The difference and relation between graph database and relational database

Last Update:2017-03-19 Source: Internet

Author: User

Tags data structures neo4j value store

Developer on Alibaba Coud: Build your first app with APIs, SDKs, and tutorials on the Alibaba Cloud. Read more ＞

I recently used a graphical database to support a start-up project. In the process of using this kind of graphics database is actually very interesting. So here's a brief introduction to you.

The NoSQL database is believed to have been heard. They can often be used to deal with a series of problems that traditional relational databases are difficult to solve.
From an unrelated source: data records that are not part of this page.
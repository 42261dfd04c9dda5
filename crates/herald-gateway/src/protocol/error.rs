//! Protocol error types

use super::OpCode;
use thiserror::Error;

/// A frame that could not be turned into an [`InboundFrame`](super::InboundFrame)
///
/// Never fatal: the frame is logged and dropped.
#[derive(Debug, Error)]
pub enum ProtocolError {
    /// Text was not a valid gateway envelope
    #[error("Failed to decode frame: {0}")]
    Decode(#[from] serde_json::Error),

    /// Payload did not match what the op code requires
    #[error("Invalid {op} payload: {reason}")]
    InvalidPayload { op: OpCode, reason: String },

    /// Op code the server is not supposed to send
    #[error("Unexpected op code from server: {0}")]
    UnexpectedOpcode(OpCode),
}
Typically, these NoSQL databases are divided into four Graph,document,column family and Key-value store. These four types of databases use different data structures, respectively, to record the information. So the scenarios they apply to are different.
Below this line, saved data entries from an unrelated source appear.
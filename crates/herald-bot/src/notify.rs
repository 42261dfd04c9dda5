//! Notification text

use crate::youtube::PlaylistItem;

/// Shown when the playlist API does not report the uploader
pub const UNKNOWN_CHANNEL: &str = "Unknown Channel";

/// Short link for a video id
pub fn video_url(video_id: &str) -> String {
    format!("https://youtu.be/{video_id}")
}

/// Message announcing a video newly added to the watched playlist
pub fn format_notification(item: &PlaylistItem) -> String {
    let snippet = &item.snippet;
    let channel = snippet
        .video_owner_channel_title
        .as_deref()
        .filter(|title| !title.is_empty())
        .unwrap_or(UNKNOWN_CHANNEL);

    format!(
        "🎥 **New video added to playlist!**\n**{}**\nChannel: {}\n{}",
        snippet.title,
        channel,
        video_url(&snippet.resource_id.video_id)
    )
}
//! Transport seam
//!
//! The state machine only ever sees a [`SocketHandle`]: a pair of channels
//! fed by pump tasks that own the actual socket.

mod websocket;

pub use websocket::WebSocketConnector;

use async_trait::async_trait;
use thiserror::Error;
use tokio::sync::mpsc;
use tokio::task::AbortHandle;

/// Channel buffer size for frames in either direction
pub const SOCKET_BUFFER_SIZE: usize = 100;

/// Frame written to the socket
#[derive(Debug, Clone, PartialEq, Eq)]
pub enum Outbound {
    /// JSON text frame
    Text(String),
    /// Close frame with this code; nothing is written after it
    Close(u16),
}

/// Something that happened on the socket
#[derive(Debug, Clone, PartialEq, Eq)]
pub enum SocketEvent {
    /// JSON text frame
    Text(String),
    /// The peer closed, or the stream ended (`code` is `None` without a close frame)
    Closed { code: Option<u16>, reason: String },
    /// Read failed; the socket is unusable
    Error(String),
}

/// Transport errors
#[derive(Debug, Error)]
pub enum TransportError {
    /// Could not open the socket
    #[error("Failed to connect to {url}: {reason}")]
    Connect { url: String, reason: String },

    /// The writer side has gone away
    #[error("Socket is closed")]
    Closed,
}

/// An open socket as the state machine sees it
#[derive(Debug)]
pub struct SocketHandle {
    outbound: mpsc::Sender<Outbound>,
    events: mpsc::Receiver<SocketEvent>,
    reader: Option<AbortHandle>,
}

impl SocketHandle {
    /// Wrap a pair of channels
    pub fn new(outbound: mpsc::Sender<Outbound>, events: mpsc::Receiver<SocketEvent>) -> Self {
        Self {
            outbound,
            events,
            reader: None,
        }
    }

    /// Abort this task when the handle is dropped
    pub fn with_reader(mut self, reader: AbortHandle) -> Self {
        self.reader = Some(reader);
        self
    }

    /// Queue a text frame
    pub async fn send_text(&self, text: String) -> Result<(), TransportError> {
        self.outbound
            .send(Outbound::Text(text))
            .await
            .map_err(|_| TransportError::Closed)
    }

    /// Queue a close frame
    ///
    /// Closing an already closed socket is not an error.
    pub async fn close(&self, code: u16) {
        if self.outbound.send(Outbound::Close(code)).await.is_err() {
            tracing::trace!(code, "Socket already closed");
        }
    }

    /// Next socket event, `None` once the reader is gone
    pub async fn next_event(&mut self) -> Option<SocketEvent> {
        self.events.recv().await
    }
}

impl Drop for SocketHandle {
    fn drop(&mut self) {
        if let Some(reader) = self.reader.take() {
            reader.abort();
        }
    }
}

/// Opens sockets
#[async_trait]
pub trait Connector: Send + Sync + 'static {
    /// Open a socket to `url`
    async fn connect(&self, url: &str) -> Result<SocketHandle, TransportError>;
}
The most special one is the graph database. It can be said that it is very different from a series of other NoSQL databases: a rich relationship representation, complete transactional support, but no pure scale-out solution.

In this article, we will make a brief introduction to the industry's very popular graphical database neo4j.

Introduction to Graphical databases

I believe that you and I, in the use of relational database often encounter a series of very complex design problems. For example, each actor in a movie often has a supporting role in the main character, but also has the Director, special effects and other people's participation. Often these people are abstracted into the person type, which corresponds to the same database table. At the same time a director can also be an actor in other movies or TV dramas, more likely a singer, or even an investor in some film and television company (yes, I do use Vicki as a template for this example). And these studios are often a series of films, the management of TV dramas. This interrelated relationship is often complex, and there are often several different relationships between the two entities:

When trying to model these relationships using a relational database, we first need to establish a series of tables representing various entities: a table representing people, a table for a movie, a table for a TV show, a table for a movie company, and so on. These tables often need to be linked by a series of related tables: These relate tables to record which movies a person has been in, what dramas they have played, what songs they have sung, and what companies they are investing in. At the same time we need to create a series of related tables to record who is the protagonist in a movie, who is a supporting role, who is the director, who is the special effects and so on. As you can see, we need a large number of association tables to document this complex set of relationships. After more entities are introduced, we will need more and more association tables, which makes the relational database-based solution cumbersome and error-prone.

The crux of all this is that the relational database is designed for the basic idea of entity modeling. The design philosophy does not provide direct support for the relationships between these entities. When it is necessary to describe the relationship between these entities, we often need to create an association table to record the association between these data, and these association tables are often not used to record data other than the exception key. In other words, these association tables also simply simulate the relationship between entities through the functionality already available in a relational database. This simulation leads to two very bad results: the database needs to indirectly maintain the relationship between the entities through the association table, resulting in inefficient execution of the database, and a sharp increase in the number of associated tables.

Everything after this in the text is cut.